Deputy First Minister John Swinney says a second Scottish independence referendum could be held when the country begins to see “signs of recovery” from the Covid-19 pandemic.
Mr Swinney agreed with First Minister Nicola Sturgeon, who said she would hope a vote on Scotland’s future should be held within within the first half of the next five-year parliamentary term.
He told the BBC’s Good Morning Scotland this was a “reasonable timescale” and added that he wants to see people in Scotland “decide how the country should recover”, suggesting the country could vote on independence before a full recovery takes place.
Mr Swinney said: “I don’t want the recovery in Scotland to be one designed by Boris Johnson in London, which entrenches inequality within our society.
“I want people in Scotland to be able to decide how the country should recover, how we should tackle that fundamental inequality, how we should use our resources, how we should enable individuals to participate in our society to be productive contributors to our society and to do that we need to have the powers of independence.”
When pressed on when this could be, Mr Swinney told the BBC it could take place once the country “gets to a position of stability on the handling of Covid” but would not be drawn on a more specific timescale than that provided by Ms Sturgeon.
Douglas Ross criticises remarks
Scottish Conservative leader Douglas Ross said there is “absolutely no way” the SNP can focus on the country’s recovery while also campaigning for a second independence referendum.
Speaking to journalists at the launch of his party’s infrastructure plans on Friday, he said: “It is incredible that senior members of the SNP and within the Scottish Government still think it’s acceptable that at any stage in our recovery that we should look to divide the country all over again and separate Scotland from the rest of the United Kingdom.”
“While the SNP seem to try to minimise reference to independence on some of their leaflets recently, it was abundantly clear from the SNP manifesto that they will seek to do that in the first half of the next parliament, that means in the next couple of years.”
The deputy first minister was also questioned on his government’s failure to close the attainment gap, which he said was a “long term endeavour” and not one that could have been achieved in the last parliament.
But Mr Swinney said the SNP had narrowed the attainment gap at National 5 by a third and at Higher by a fifth, and “more young people are leaving with more qualifications than when the SNP came to office in 2007”.
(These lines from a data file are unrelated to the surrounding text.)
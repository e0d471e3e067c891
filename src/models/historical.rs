use chrono::{DateTime, Utc};
use serde::{Deserialize, Serialize};

#[derive(Debug, Clone, Serialize, Deserialize)]
pub struct HistoricalPricePoint {
    pub timestamp: DateTime<Utc>,
    pub price: f64,
    pub market_cap: Option<f64>,
    pub volume: Option<f64>,
}

#[derive(Debug, Clone, Serialize, Deserialize)]
pub struct HistoricalPricesResponse {
    pub coin_id: String,
    pub prices: Vec<HistoricalPricePoint>,
}

#[derive(Debug, Clone, Serialize, Deserialize)]
pub struct OhlcPoint {
    pub timestamp: DateTime<Utc>,
    pub open: f64,
    pub high: f64,
    pub low: f64,
    pub close: f64,
}

#[derive(Debug, Clone, Serialize, Deserialize)]
pub struct OhlcResponse {
    pub coin_id: String,
    pub candles: Vec<OhlcPoint>,
}

#[derive(Debug, Clone, Deserialize)]
pub struct HistoryQuery {
    pub days: Option<i64>,
}
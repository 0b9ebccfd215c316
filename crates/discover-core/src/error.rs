use thiserror::Error;

use crate::domain::{Stage, Task};
use crate::ports::{LockError, MailerError, ProviderError, QueueError, StoreError};

/// Crate-level error returned by stage handlers and periodic jobs.
///
/// Every variant is recoverable from the pipeline's point of view: the
/// dispatch loop logs it and moves on to the next task.
#[derive(Debug, Error)]
pub enum DiscoverError {
    #[error("queue: {0}")]
    Queue(#[from] QueueError),

    #[error("lock cache: {0}")]
    Lock(#[from] LockError),

    #[error("store: {0}")]
    Store(#[from] StoreError),

    #[error("provider: {0}")]
    Provider(#[from] ProviderError),

    #[error("mailer: {0}")]
    Mailer(#[from] MailerError),

    #[error("handler not found for stage={0}")]
    HandlerNotFound(Stage),

    #[error("handler for stage={expected} received {task}")]
    UnexpectedTask { expected: Stage, task: Task },

    #[error("no queue owns stage={0}")]
    QueueNotFound(Stage),

    #[error("unknown user: {0}")]
    UnknownUser(String),
}
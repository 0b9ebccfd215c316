//! Status - pipeline の実行結果と queue の深さ

use serde::{Deserialize, Serialize};

use crate::domain::Stage;

/// Counters of one pipeline run.
#[derive(Debug, Clone, Default, PartialEq, Eq, Serialize, Deserialize)]
pub struct PipelineStats {
    pub completed: usize,
    pub skipped: usize,
    pub failed: usize,
    /// Follow-up tasks routed to queues.
    pub follow_ups: usize,
    /// Tasks enqueued by periodic jobs.
    pub seeded: usize,
    pub periodic_failures: usize,
}

impl PipelineStats {
    /// Handler invocations, whatever their result.
    pub fn dispatched(&self) -> usize {
        self.completed + self.skipped + self.failed
    }
}

/// Tasks waiting in one stage's durable queue.
#[derive(Debug, Clone, PartialEq, Eq, Serialize, Deserialize)]
pub struct QueueDepth {
    pub stage: Stage,
    pub queue: String,
    pub pending: usize,
}
//! AccountStore port - the system of record for onboarded users and the
//! suggestions sent to them.

use async_trait::async_trait;

use super::StoreError;
use crate::domain::{Account, Suggestion, SuggestionId};

#[async_trait]
pub trait AccountStore: Send + Sync {
    async fn get_all_accounts(&self) -> Result<Vec<Account>, StoreError>;

    async fn get_account(&self, name: &str) -> Result<Option<Account>, StoreError>;

    /// Upsert keyed by name. A missing email keeps the stored one.
    async fn put_account(&self, account: &Account) -> Result<(), StoreError>;

    async fn get_suggestion(&self, id: SuggestionId) -> Result<Option<Suggestion>, StoreError>;

    /// Append-or-update keyed by id.
    async fn put_suggestion(&self, suggestion: &Suggestion) -> Result<(), StoreError>;

    /// Most recent suggestion for `user`.
    async fn latest_suggestion(&self, user: &str) -> Result<Option<Suggestion>, StoreError>;
}
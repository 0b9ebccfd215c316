use std::sync::Arc;
use std::time::Duration;

use chrono::{DateTime, TimeDelta, TimeZone, Utc};
use discover_core::app::{ExtractionDeps, ExtractionEngine, QueueSet, ShutdownHandle};
use discover_core::config::{ExtractionConfig, PipelineConfig};
use discover_core::domain::{Account, Stage, StarredRepository, SuggestionKind, User};
use discover_core::impls::{MemoryAccountStore, MemoryGraphStore, MemoryMailer};
use discover_core::ports::{AccountStore, FixedClock, GraphStore, UlidGenerator};

fn now() -> DateTime<Utc> {
    Utc.with_ymd_and_hms(2024, 6, 3, 9, 0, 0).unwrap()
}

fn star(repository: &str, days_ago: i64) -> StarredRepository {
    StarredRepository::new(repository, now() - TimeDelta::days(days_ago))
}

async fn graph() -> Arc<MemoryGraphStore> {
    let graph = Arc::new(MemoryGraphStore::new());
    let followees = vec!["bob".to_string(), "carol".to_string(), "dave".to_string()];
    graph
        .put_user(&User::new("alice").with_followees(followees))
        .await
        .unwrap();
    for followee in ["bob", "carol", "dave"] {
        graph
            .put_user(&User::new(followee).with_stars(vec![star("x/y", 2)]))
            .await
            .unwrap();
    }
    graph
        .put_user(&User::new("bob").with_stars(vec![star("a/b", 10)]))
        .await
        .unwrap();
    graph
}

#[tokio::test(start_paused = true)]
async fn weekly_tick_extracts_stores_and_mails() {
    let graph = graph().await;
    let accounts = Arc::new(MemoryAccountStore::with_accounts([
        Account::new("alice").with_email("alice@example.com"),
        Account::new("bob"),
    ]));
    let mailer = Arc::new(MemoryMailer::new());
    let clock = Arc::new(FixedClock::new(now()));

    // long backoff keeps the idle drain loop cheap across a simulated week
    let config = ExtractionConfig {
        pipeline: PipelineConfig {
            poll_backoff: Duration::from_secs(60),
            ..PipelineConfig::default()
        },
        ..ExtractionConfig::default()
    };
    let engine = ExtractionEngine::new(
        &config,
        ExtractionDeps {
            graph,
            accounts: accounts.clone(),
            mailer: mailer.clone(),
            clock: clock.clone(),
            queues: QueueSet::in_memory(&Stage::EXTRACTION),
            ids: Arc::new(UlidGenerator::new(clock)),
        },
    )
    .unwrap();

    let shutdown = ShutdownHandle::new();
    let run = tokio::spawn(engine.run(shutdown.subscribe()));
    // first tick after one week, not on start
    tokio::time::sleep(Duration::from_secs(6 * 24 * 3600)).await;
    assert!(mailer.deliveries().is_empty());
    tokio::time::sleep(Duration::from_secs(24 * 3600 + 600)).await;
    shutdown.request_shutdown();
    let stats = run.await.unwrap();

    assert_eq!(stats.seeded, 2);
    // bob's followees are unknown: nothing to suggest
    assert_eq!(stats.completed, 1);
    assert_eq!(stats.skipped, 1);

    let suggestion = accounts.latest_suggestion("alice").await.unwrap().unwrap();
    let top = &suggestion.items[0];
    assert_eq!(top.kind, SuggestionKind::StarRepository);
    assert_eq!(top.value, "x/y");
    assert!(top.reason.contains('3'));
    assert!(suggestion.items.iter().all(|item| item.value != "a/b"));

    let deliveries = mailer.deliveries();
    assert_eq!(deliveries.len(), 1);
    assert_eq!(deliveries[0].0, "alice@example.com");
    assert!(deliveries[0].1.text.contains("x/y"));
}
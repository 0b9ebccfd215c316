//! Application layer: the pipeline engine and the two pipelines built on it.

pub mod crawl;
pub mod extraction;
pub mod handler;
pub mod periodic;
pub mod pipeline;
pub mod queues;
pub mod registry;
pub mod status;

pub use self::crawl::{CrawlDeps, CrawlOrchestrator};
pub use self::extraction::{ExtractionDeps, ExtractionEngine};
pub use self::handler::{HandlerContext, StageHandler};
pub use self::periodic::{PeriodicJob, Schedule};
pub use self::pipeline::{BuildError, Pipeline, PipelineBuilder, ShutdownHandle};
pub use self::queues::QueueSet;
pub use self::registry::{RegistryError, StageRegistry};
pub use self::status::{PipelineStats, QueueDepth};
//! Mailer implementations that stay inside the process.

use std::sync::Mutex;

use async_trait::async_trait;

use crate::domain::RenderedSuggestion;
use crate::ports::{Mailer, MailerError};

/// Emits each notification as a tracing event instead of sending it.
#[derive(Debug, Default, Clone, Copy)]
pub struct LogMailer;

#[async_trait]
impl Mailer for LogMailer {
    async fn send(&self, to: &str, notification: &RenderedSuggestion) -> Result<(), MailerError> {
        tracing::info!(
            to,
            subject = %notification.subject,
            body = %notification.text,
            "suggestion mail"
        );
        Ok(())
    }
}

/// Keeps every delivery for later inspection.
#[derive(Debug, Default)]
pub struct MemoryMailer {
    sent: Mutex<Vec<(String, RenderedSuggestion)>>,
}

impl MemoryMailer {
    pub fn new() -> Self {
        Self::default()
    }

    /// `(recipient, notification)` pairs in delivery order.
    pub fn deliveries(&self) -> Vec<(String, RenderedSuggestion)> {
        match self.sent.lock() {
            Ok(sent) => sent.clone(),
            Err(poisoned) => poisoned.into_inner().clone(),
        }
    }
}

#[async_trait]
impl Mailer for MemoryMailer {
    async fn send(&self, to: &str, notification: &RenderedSuggestion) -> Result<(), MailerError> {
        self.sent
            .lock()
            .map_err(|_| MailerError::Delivery {
                to: to.to_string(),
                message: "outbox poisoned".to_string(),
            })?
            .push((to.to_string(), notification.clone()));
        Ok(())
    }
}
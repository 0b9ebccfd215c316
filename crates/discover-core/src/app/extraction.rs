//! Extraction engine - graph state から週次の suggestion を作って送る
//!
//! Runs as its own pipeline with its own queue and ticker, independent of
//! the crawl.

use std::sync::Arc;

use async_trait::async_trait;
use tokio::sync::watch;

use super::handler::{HandlerContext, StageHandler, unexpected};
use super::periodic::{PeriodicJob, Schedule};
use super::pipeline::{BuildError, Pipeline, PipelineBuilder};
use super::queues::QueueSet;
use super::status::PipelineStats;
use crate::config::ExtractionConfig;
use crate::domain::{Outcome, Stage, Suggestion, Task};
use crate::error::DiscoverError;
use crate::ports::{AccountStore, Clock, GraphStore, IdGenerator, Mailer, SuggestionPolicy};

/// Computes, persists and mails one user's suggestion.
pub struct SuggestionExtractionHandler {
    graph: Arc<dyn GraphStore>,
    accounts: Arc<dyn AccountStore>,
    mailer: Arc<dyn Mailer>,
    clock: Arc<dyn Clock>,
    ids: Arc<dyn IdGenerator>,
    policy: SuggestionPolicy,
}

impl SuggestionExtractionHandler {
    pub fn new(
        graph: Arc<dyn GraphStore>,
        accounts: Arc<dyn AccountStore>,
        mailer: Arc<dyn Mailer>,
        clock: Arc<dyn Clock>,
        ids: Arc<dyn IdGenerator>,
        policy: SuggestionPolicy,
    ) -> Self {
        Self {
            graph,
            accounts,
            mailer,
            clock,
            ids,
            policy,
        }
    }
}

#[async_trait]
impl StageHandler for SuggestionExtractionHandler {
    async fn handle(&self, task: &Task, _ctx: &HandlerContext) -> Result<Outcome, DiscoverError> {
        let Task::SuggestionExtraction { name } = task else {
            return Err(unexpected(Stage::SuggestionExtraction, task));
        };

        let account = self
            .accounts
            .get_account(name)
            .await?
            .ok_or_else(|| DiscoverError::UnknownUser(name.clone()))?;

        let now = self.clock.now();
        let items = self
            .graph
            .get_user_suggestion(name, &self.policy, now)
            .await?;
        if items.is_empty() {
            return Ok(Outcome::skipped(format!("nothing to suggest to {name}")));
        }

        let suggestion = Suggestion {
            id: self.ids.generate_suggestion_id(),
            user: name.clone(),
            created_at: now,
            items,
        };
        self.accounts.put_suggestion(&suggestion).await?;
        tracing::info!(
            user = %name,
            suggestion_id = %suggestion.id,
            items = suggestion.items.len(),
            "suggestion stored"
        );

        match account.email.as_deref() {
            Some(email) => self.mailer.send(email, &suggestion.render()).await?,
            None => tracing::info!(user = %name, "no email address, suggestion not mailed"),
        }
        Ok(Outcome::completed())
    }
}

/// Enqueues one extraction per known account.
pub struct ExtractionScheduler {
    accounts: Arc<dyn AccountStore>,
}

impl ExtractionScheduler {
    pub fn new(accounts: Arc<dyn AccountStore>) -> Self {
        Self { accounts }
    }
}

#[async_trait]
impl PeriodicJob for ExtractionScheduler {
    fn name(&self) -> &str {
        "extraction"
    }

    async fn run(&self) -> Result<Vec<Task>, DiscoverError> {
        Ok(self
            .accounts
            .get_all_accounts()
            .await?
            .into_iter()
            .map(|account| Task::suggestion_extraction(account.name))
            .collect())
    }
}

#[derive(Clone)]
pub struct ExtractionDeps {
    pub graph: Arc<dyn GraphStore>,
    pub accounts: Arc<dyn AccountStore>,
    pub mailer: Arc<dyn Mailer>,
    pub clock: Arc<dyn Clock>,
    /// Must hold a queue for [`Stage::SuggestionExtraction`].
    pub queues: QueueSet,
    pub ids: Arc<dyn IdGenerator>,
}

pub struct ExtractionEngine {
    pipeline: Pipeline,
    scheduler: ExtractionScheduler,
}

impl ExtractionEngine {
    pub fn new(config: &ExtractionConfig, deps: ExtractionDeps) -> Result<Self, BuildError> {
        let handler = SuggestionExtractionHandler::new(
            Arc::clone(&deps.graph),
            Arc::clone(&deps.accounts),
            Arc::clone(&deps.mailer),
            Arc::clone(&deps.clock),
            Arc::clone(&deps.ids),
            config.policy.clone(),
        );

        let mut builder = PipelineBuilder::new("extraction")
            .config(config.pipeline.clone())
            .id_generator(Arc::clone(&deps.ids))
            .expect_stages(&Stage::EXTRACTION)
            .handler(Stage::SuggestionExtraction, Arc::new(handler))?
            .periodic(
                Schedule::every(config.extraction_interval)
                    .fire_on_start(config.extract_on_start),
                Arc::new(ExtractionScheduler::new(Arc::clone(&deps.accounts))),
            );
        for (stage, queue) in deps.queues.iter() {
            builder = builder.queue(stage, Arc::clone(queue));
        }

        Ok(Self {
            pipeline: builder.build()?,
            scheduler: ExtractionScheduler::new(deps.accounts),
        })
    }

    pub fn pipeline(&self) -> &Pipeline {
        &self.pipeline
    }

    /// On-demand extraction for every account. Returns the number queued.
    pub async fn schedule_all(&self) -> Result<usize, DiscoverError> {
        let tasks = self.scheduler.run().await?;
        for task in &tasks {
            self.pipeline.enqueue(task).await?;
        }
        Ok(tasks.len())
    }

    pub async fn run(self, shutdown: watch::Receiver<bool>) -> PipelineStats {
        self.pipeline.run(shutdown).await
    }
}
//! PeriodicJob - ticker driven producers (seed, extraction scheduling).

use std::time::Duration;

use async_trait::async_trait;

use crate::domain::Task;
use crate::error::DiscoverError;

/// Fires every `interval`; optionally once as soon as the pipeline starts.
#[derive(Debug, Clone, Copy, PartialEq, Eq)]
pub struct Schedule {
    pub interval: Duration,
    pub fire_on_start: bool,
}

impl Schedule {
    pub fn every(interval: Duration) -> Self {
        Self {
            interval,
            fire_on_start: false,
        }
    }

    pub fn fire_on_start(mut self, fire: bool) -> Self {
        self.fire_on_start = fire;
        self
    }
}

/// Produces tasks on a schedule. Runs on the dispatch loop, never
/// concurrently with a handler of the same pipeline.
#[async_trait]
pub trait PeriodicJob: Send + Sync {
    fn name(&self) -> &str;

    /// Tasks to enqueue for this tick.
    async fn run(&self) -> Result<Vec<Task>, DiscoverError>;
}
mod config;
mod github;

use std::path::PathBuf;
use std::sync::Arc;

use anyhow::Context;
use clap::Parser;
use tokio::task::JoinHandle;
use tracing_subscriber::{EnvFilter, fmt, layer::SubscriberExt, util::SubscriberInitExt};

use discover_core::app::{
    CrawlDeps, CrawlOrchestrator, ExtractionDeps, ExtractionEngine, PipelineStats, QueueSet,
    ShutdownHandle,
};
use discover_core::domain::{Account, Stage};
use discover_core::impls::{LogMailer, MemoryAccountStore, MemoryGraphStore, MemoryLockCache};
use discover_core::ports::{
    AccountStore, Clock, GraphStore, IdGenerator, LockCache, Provider, StoreError, SystemClock,
    UlidGenerator,
};

use crate::config::{Config, LogFormat, LogSettings, Mode};
use crate::github::GitHubProvider;

#[derive(Parser, Debug)]
#[command(name = "discover", about = "Crawls the GitHub graph and mails weekly suggestions")]
struct Args {
    /// Path to .env file
    #[arg(long, env = "DOTENV_PATH", default_value = ".env")]
    dotenv: PathBuf,

    /// Overrides DISCOVER_MODE.
    #[arg(long, value_enum)]
    mode: Option<Mode>,

    /// Queue one extraction per known account at startup.
    #[arg(long)]
    extract_now: bool,
}

fn init_tracing(settings: &LogSettings) {
    let filter = EnvFilter::try_new(&settings.level).unwrap_or_else(|_| EnvFilter::new("info"));
    let registry = tracing_subscriber::registry().with(filter);
    match settings.format {
        LogFormat::Json => registry.with(fmt::layer().json()).init(),
        LogFormat::Plain => registry.with(fmt::layer()).init(),
    }
}

/// Records each login as a known account without queueing a crawl.
async fn register_seed_users(
    accounts: &dyn AccountStore,
    logins: &[String],
) -> Result<(), StoreError> {
    for login in logins {
        accounts.put_account(&Account::new(login.as_str())).await?;
        tracing::info!(user = %login, "registered");
    }
    Ok(())
}

#[tokio::main]
async fn main() -> anyhow::Result<()> {
    let args = Args::parse();
    if args.dotenv.exists() {
        dotenvy::from_path(&args.dotenv)
            .with_context(|| format!("failed to load {}", args.dotenv.display()))?;
    }

    init_tracing(&LogSettings::from_env());

    let config = Config::from_env()?;
    let mode = args.mode.unwrap_or(config.mode);

    // (A) ports: provider は GitHub、store 類はプロセス内
    let provider: Arc<dyn Provider> = Arc::new(GitHubProvider::new(
        config.github_api_url.clone(),
        config.github_token.clone(),
    )?);
    let graph: Arc<dyn GraphStore> = Arc::new(MemoryGraphStore::new());
    let accounts: Arc<dyn AccountStore> = Arc::new(MemoryAccountStore::new());
    let clock: Arc<dyn Clock> = Arc::new(SystemClock);
    let ids: Arc<dyn IdGenerator> = Arc::new(UlidGenerator::new(Arc::clone(&clock)));

    if !mode.runs_crawler() {
        register_seed_users(accounts.as_ref(), &config.seed_users)
            .await
            .context("failed to register seed users")?;
        // graph / account store はプロセス内なので crawler なしでは空のまま
        tracing::warn!(
            seed_users = config.seed_users.len(),
            "extraction-only mode runs on in-memory stores; no graph state will be crawled"
        );
    }

    let shutdown = ShutdownHandle::new();
    let mut runs: Vec<(&'static str, JoinHandle<PipelineStats>)> = Vec::new();

    // (B) crawl pipeline
    if mode.runs_crawler() {
        let queues = QueueSet::open_files(&config.queue_dir, &Stage::CRAWL)
            .context("failed to open crawl queues")?;
        let lock_cache: Arc<dyn LockCache> = Arc::new(MemoryLockCache::new(Arc::clone(&clock)));
        let orchestrator = CrawlOrchestrator::new(
            &config.crawler,
            CrawlDeps {
                provider: Arc::clone(&provider),
                graph: Arc::clone(&graph),
                accounts: Arc::clone(&accounts),
                lock_cache,
                queues,
                ids: Arc::clone(&ids),
            },
        )?;
        for login in &config.seed_users {
            orchestrator
                .register(login)
                .await
                .with_context(|| format!("failed to register {login}"))?;
            tracing::info!(user = %login, "registered");
        }
        runs.push(("crawl", tokio::spawn(orchestrator.run(shutdown.subscribe()))));
    }

    // (C) extraction pipeline
    if mode.runs_extraction() {
        let queues = QueueSet::open_files(&config.queue_dir, &Stage::EXTRACTION)
            .context("failed to open extraction queue")?;
        let engine = ExtractionEngine::new(
            &config.extraction,
            ExtractionDeps {
                graph: Arc::clone(&graph),
                accounts: Arc::clone(&accounts),
                mailer: Arc::new(LogMailer),
                clock: Arc::clone(&clock),
                queues,
                ids: Arc::clone(&ids),
            },
        )?;
        if args.extract_now {
            let queued = engine.schedule_all().await?;
            tracing::info!(queued, "extraction queued on demand");
        }
        runs.push(("extraction", tokio::spawn(engine.run(shutdown.subscribe()))));
    }

    tracing::info!(mode = ?mode, pipelines = runs.len(), "discover started");

    // (D) Ctrl-C で停止要求 -> 各 pipeline の終了を待つ
    tokio::signal::ctrl_c()
        .await
        .context("failed to listen for ctrl-c")?;
    tracing::info!("shutdown requested");
    shutdown.request_shutdown();

    for (name, run) in runs {
        match run.await {
            Ok(stats) => tracing::info!(
                pipeline = name,
                completed = stats.completed,
                skipped = stats.skipped,
                failed = stats.failed,
                follow_ups = stats.follow_ups,
                seeded = stats.seeded,
                "pipeline stopped"
            ),
            Err(e) => tracing::error!(pipeline = name, error = %e, "pipeline task panicked"),
        }
    }
    Ok(())
}
//! Ports - seams between the orchestration core and the outside world.
//!
//! Every external collaborator is a trait here; `impls` holds the local
//! implementations and the binary wires production ones.

pub mod account_store;
pub mod clock;
pub mod graph_store;
pub mod id_generator;
pub mod lock_cache;
pub mod mailer;
pub mod provider;
pub mod queue;

pub use self::account_store::AccountStore;
pub use self::clock::{Clock, FixedClock, ManualClock, SystemClock};
pub use self::graph_store::{GraphStore, StoreError, SuggestionPolicy};
pub use self::id_generator::{IdGenerator, UlidGenerator};
pub use self::lock_cache::{DedupLocks, LockCache, LockError, LockKey, LockKind, LockOutcome};
pub use self::mailer::{Mailer, MailerError};
pub use self::provider::{Page, Provider, ProviderError};
pub use self::queue::{QueueError, TaskQueue};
He added: “We’ve said it would take longer than one parliamentary term. We’ve used one parliamentary term to make the significant progress I have recounted but one of the issues we’ve got to bear in mind with the poverty-related attainment gap is that if we have a UK Government taking decisions which are forcing more young people and families into poverty then our challenge will just get greater in an ongoing basis.”
Fergus Mutch, SNP candidate for Aberdeenshire West, said: “This is desperate stuff from a party which has absolutely nothing to offer Scotland at this election but petty, negative soundbites.
“People in the North East are turning away from the Tories and their dreadful campaign – and no wonder, when Douglas Ross’s party is risking jobs and devastating our fishing industry with a hard Brexit, stripping powers from our Parliament, and putting our NHS on the table.
“The SNP has an ambitious vision for Scotland, while the Tories want to put a cap on that ambition and leave Scotland’s recovery from Covid in the hands of Boris Johnson.
“Only giving both votes to the SNP will re-elect Nicola Sturgeon as first minister and deliver the strong leadership and bold, progressive policies Scotland needs as we move from pandemic into recovery.”